::: Dataset excerpts :::

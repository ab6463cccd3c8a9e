//! PDF page-set operations: subset, merge, split.
//!
//! These work directly on the lopdf object graph: pages to keep are
//! collected as object ids, a fresh Pages node adopts them in the requested
//! order, the catalog is re-rooted, and everything unreachable is pruned.
//! Inheritable page attributes (Resources, MediaBox, ...) are materialized
//! onto each page before reparenting, since the old parent chain goes away.

use std::collections::BTreeMap;
use std::path::Path;

use lopdf::{dictionary, Document, Object, ObjectId};

use morphd_core::{Error, Result};

use super::range::parse_page_range;

/// Page-tree attributes a page may inherit from its ancestors.
const INHERITED_PAGE_KEYS: &[&[u8]] = &[b"Resources", b"MediaBox", b"CropBox", b"Rotate"];

/// Load a PDF document from disk.
pub fn load_document(path: &Path) -> Result<Document> {
    Document::load(path)
        .map_err(|e| Error::document(format!("{} is not a valid PDF: {e}", path.display())))
}

/// Compress and write a document to disk.
pub fn save_document(doc: &mut Document, path: &Path) -> Result<()> {
    doc.compress();
    doc.save(path)
        .map_err(|e| Error::document(format!("failed to write {}: {e}", path.display())))?;
    Ok(())
}

/// Number of pages in a document.
pub fn page_count(doc: &Document) -> u32 {
    doc.get_pages().len() as u32
}

/// Copy the given 1-based pages, in the order given, into a new document.
///
/// An empty page list copies all pages in original order. Page numbers out
/// of range fail with a document error; callers normally clamp via
/// [`parse_page_range`] first, so this is a defensive check.
pub fn subset(source: &Document, pages: &[u32]) -> Result<Document> {
    let mut doc = source.clone();
    let page_map = doc.get_pages();
    if page_map.is_empty() {
        return Err(Error::document("document has no pages"));
    }

    let order: Vec<u32> = if pages.is_empty() {
        page_map.keys().copied().collect()
    } else {
        pages.to_vec()
    };

    let mut kids = Vec::with_capacity(order.len());
    for &number in &order {
        let id = page_map.get(&number).ok_or_else(|| {
            Error::document(format!(
                "page {number} out of range (document has {} pages)",
                page_map.len()
            ))
        })?;
        kids.push(*id);
    }

    rebuild_page_tree(&mut doc, &kids)?;
    Ok(doc)
}

/// Concatenate the pages of each input document, in input order, preserving
/// each document's internal page order.
pub fn merge(sources: &[Document]) -> Result<Document> {
    if sources.is_empty() {
        return Err(Error::document("no documents to merge"));
    }

    let mut merged = Document::with_version("1.5");
    let mut kids: Vec<ObjectId> = Vec::new();
    let mut offset = 1u32;

    for source in sources {
        let mut doc = source.clone();
        doc.renumber_objects_with(offset);
        offset = doc.max_id + 1;

        let page_map = doc.get_pages();
        if page_map.is_empty() {
            return Err(Error::document("cannot merge: an input document has no pages"));
        }
        // BTreeMap is keyed by page number, so values come out in page order.
        kids.extend(page_map.into_values());
        merged.objects.append(&mut doc.objects);
    }

    merged.max_id = offset - 1;
    rebuild_page_tree(&mut merged, &kids)?;
    Ok(merged)
}

/// Resolve each range spec against the source's page count and produce one
/// subset document per non-empty resolution. Specs resolving to no pages
/// are skipped; output order matches the order of non-skipped specs.
pub fn split(source: &Document, range_specs: &[String]) -> Result<Vec<Document>> {
    let total = page_count(source);
    let mut parts = Vec::new();

    for spec in range_specs {
        let pages = parse_page_range(spec, Some(total));
        if pages.is_empty() {
            tracing::debug!("Range {:?} selects no pages of {} total, skipping", spec, total);
            continue;
        }
        parts.push(subset(source, &pages)?);
    }

    Ok(parts)
}

/// Point the document at a fresh page tree containing exactly `kids`, in
/// order. Old Pages/Catalog nodes become unreachable and are pruned.
fn rebuild_page_tree(doc: &mut Document, kids: &[ObjectId]) -> Result<()> {
    // Collect inherited attributes each kept page is missing, walking the
    // old parent chain before it is rewritten.
    let mut inherited: BTreeMap<ObjectId, Vec<(Vec<u8>, Object)>> = BTreeMap::new();
    for &kid in kids {
        if inherited.contains_key(&kid) {
            continue;
        }
        let page = doc
            .get_object(kid)
            .and_then(Object::as_dict)
            .map_err(|e| Error::document(format!("invalid page object: {e}")))?;

        let mut missing: Vec<Vec<u8>> = INHERITED_PAGE_KEYS
            .iter()
            .filter(|key| !page.has(key))
            .map(|key| key.to_vec())
            .collect();

        let mut found: Vec<(Vec<u8>, Object)> = Vec::new();
        let mut parent = page.get(b"Parent").ok().cloned();
        while let Some(Object::Reference(parent_id)) = parent {
            if missing.is_empty() {
                break;
            }
            let Ok(node) = doc.get_object(parent_id).and_then(Object::as_dict) else {
                break;
            };
            missing.retain(|key| {
                if let Ok(value) = node.get(key) {
                    found.push((key.clone(), value.clone()));
                    false
                } else {
                    true
                }
            });
            parent = node.get(b"Parent").ok().cloned();
        }

        inherited.insert(kid, found);
    }

    let pages_id = doc.new_object_id();

    for (&kid, attrs) in &inherited {
        let page = doc
            .get_object_mut(kid)
            .and_then(Object::as_dict_mut)
            .map_err(|e| Error::document(format!("invalid page object: {e}")))?;
        for (key, value) in attrs {
            page.set(key.clone(), value.clone());
        }
        page.set("Parent", Object::Reference(pages_id));
    }

    let pages_dict = dictionary! {
        "Type" => "Pages",
        "Count" => kids.len() as i64,
        "Kids" => kids.iter().map(|&id| Object::Reference(id)).collect::<Vec<_>>(),
    };
    doc.objects.insert(pages_id, Object::Dictionary(pages_dict));

    let catalog_id = doc.add_object(dictionary! {
        "Type" => "Catalog",
        "Pages" => pages_id,
    });
    doc.trailer.set("Root", catalog_id);
    doc.trailer.remove(b"Encrypt");

    doc.prune_objects();
    doc.renumber_objects();
    Ok(())
}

:::

* **Problem**: Write all the entries out again exactly as they are.

* **Answer to the problem**:
repository ab6463cccd3c8a9e
//! PDF page-set operations: subset, merge, split.
//!
//! These work directly on the lopdf object graph: pages to keep are
//! collected as object ids, a fresh Pages node adopts them in the requested
//! order, the catalog is re-rooted, and everything unreachable is pruned.
//! Inheritable page attributes (Resources, MediaBox, ...) are materialized
//! onto each page before reparenting, since the old parent chain goes away.

use std::collections::BTreeMap;
use std::path::Path;

use lopdf::{dictionary, Document, Object, ObjectId};

use morphd_core::{Error, Result};

use super::range::parse_page_range;

/// Page-tree attributes a page may inherit from its ancestors.
const INHERITED_PAGE_KEYS: &[&[u8]] = &[b"Resources", b"MediaBox", b"CropBox", b"Rotate"];

/// Load a PDF document from disk.
pub fn load_document(path: &Path) -> Result<Document> {
    Document::load(path)
        .map_err(|e| Error::document(format!("{} is not a valid PDF: {e}", path.display())))
}

/// Compress and write a document to disk.
pub fn save_document(doc: &mut Document, path: &Path) -> Result<()> {
    doc.compress();
    doc.save(path)
        .map_err(|e| Error::document(format!("failed to write {}: {e}", path.display())))?;
    Ok(())
}

/// Number of pages in a document.
pub fn page_count(doc: &Document) -> u32 {
    doc.get_pages().len() as u32
}

/// Copy the given 1-based pages, in the order given, into a new document.
///
/// An empty page list copies all pages in original order. Page numbers out
/// of range fail with a document error; callers normally clamp via
/// [`parse_page_range`] first, so this is a defensive check.
pub fn subset(source: &Document, pages: &[u32]) -> Result<Document> {
    let mut doc = source.clone();
    let page_map = doc.get_pages();
    if page_map.is_empty() {
        return Err(Error::document("document has no pages"));
    }

    let order: Vec<u32> = if pages.is_empty() {
        page_map.keys().copied().collect()
    } else {
        pages.to_vec()
    };

    let mut kids = Vec::with_capacity(order.len());
    for &number in &order {
        let id = page_map.get(&number).ok_or_else(|| {
            Error::document(format!(
                "page {number} out of range (document has {} pages)",
                page_map.len()
            ))
        })?;
        kids.push(*id);
    }

    rebuild_page_tree(&mut doc, &kids)?;
    Ok(doc)
}

/// Concatenate the pages of each input document, in input order, preserving
/// each document's internal page order.
pub fn merge(sources: &[Document]) -> Result<Document> {
    if sources.is_empty() {
        return Err(Error::document("no documents to merge"));
    }

    let mut merged = Document::with_version("1.5");
    let mut kids: Vec<ObjectId> = Vec::new();
    let mut offset = 1u32;

    for source in sources {
        let mut doc = source.clone();
        doc.renumber_objects_with(offset);
        offset = doc.max_id + 1;

        let page_map = doc.get_pages();
        if page_map.is_empty() {
            return Err(Error::document("cannot merge: an input document has no pages"));
        }
        // BTreeMap is keyed by page number, so values come out in page order.
        kids.extend(page_map.into_values());
        merged.objects.append(&mut doc.objects);
    }

    merged.max_id = offset - 1;
    rebuild_page_tree(&mut merged, &kids)?;
    Ok(merged)
}

/// Resolve each range spec against the source's page count and produce one
/// subset document per non-empty resolution. Specs resolving to no pages
/// are skipped; output order matches the order of non-skipped specs.
pub fn split(source: &Document, range_specs: &[String]) -> Result<Vec<Document>> {
    let total = page_count(source);
    let mut parts = Vec::new();

    for spec in range_specs {
        let pages = parse_page_range(spec, Some(total));
        if pages.is_empty() {
            tracing::debug!("Range {:?} selects no pages of {} total, skipping", spec, total);
            continue;
        }
        parts.push(subset(source, &pages)?);
    }

    Ok(parts)
}

/// Point the document at a fresh page tree containing exactly `kids`, in
/// order. Old Pages/Catalog nodes become unreachable and are pruned.
fn rebuild_page_tree(doc: &mut Document, kids: &[ObjectId]) -> Result<()> {
    // Collect inherited attributes each kept page is missing, walking the
    // old parent chain before it is rewritten.
    let mut inherited: BTreeMap<ObjectId, Vec<(Vec<u8>, Object)>> = BTreeMap::new();
    for &kid in kids {
        if inherited.contains_key(&kid) {
            continue;
        }
        let page = doc
            .get_object(kid)
            .and_then(Object::as_dict)
            .map_err(|e| Error::document(format!("invalid page object: {e}")))?;

        let mut missing: Vec<Vec<u8>> = INHERITED_PAGE_KEYS
            .iter()
            .filter(|key| !page.has(key))
            .map(|key| key.to_vec())
            .collect();

        let mut found: Vec<(Vec<u8>, Object)> = Vec::new();
        let mut parent = page.get(b"Parent").ok().cloned();
        while let Some(Object::Reference(parent_id)) = parent {
            if missing.is_empty() {
                break;
            }
            let Ok(node) = doc.get_object(parent_id).and_then(Object::as_dict) else {
                break;
            };
            missing.retain(|key| {
                if let Ok(value) = node.get(key) {
                    found.push((key.clone(), value.clone()));
                    false
                } else {
                    true
                }
            });
            parent = node.get(b"Parent").ok().cloned();
        }

        inherited.insert(kid, found);
    }

    let pages_id = doc.new_object_id();

    for (&kid, attrs) in &inherited {
        let page = doc
            .get_object_mut(kid)
            .and_then(Object::as_dict_mut)
            .map_err(|e| Error::document(format!("invalid page object: {e}")))?;
        for (key, value) in attrs {
            page.set(key.clone(), value.clone());
        }
        page.set("Parent", Object::Reference(pages_id));
    }

    let pages_dict = dictionary! {
        "Type" => "Pages",
        "Count" => kids.len() as i64,
        "Kids" => kids.iter().map(|&id| Object::Reference(id)).collect::<Vec<_>>(),
    };
    doc.objects.insert(pages_id, Object::Dictionary(pages_dict));

    let catalog_id = doc.add_object(dictionary! {
        "Type" => "Catalog",
        "Pages" => pages_id,
    });
    doc.trailer.set("Root", catalog_id);
    doc.trailer.remove(b"Encrypt");

    doc.prune_objects();
    doc.renumber_objects();
    Ok(())
}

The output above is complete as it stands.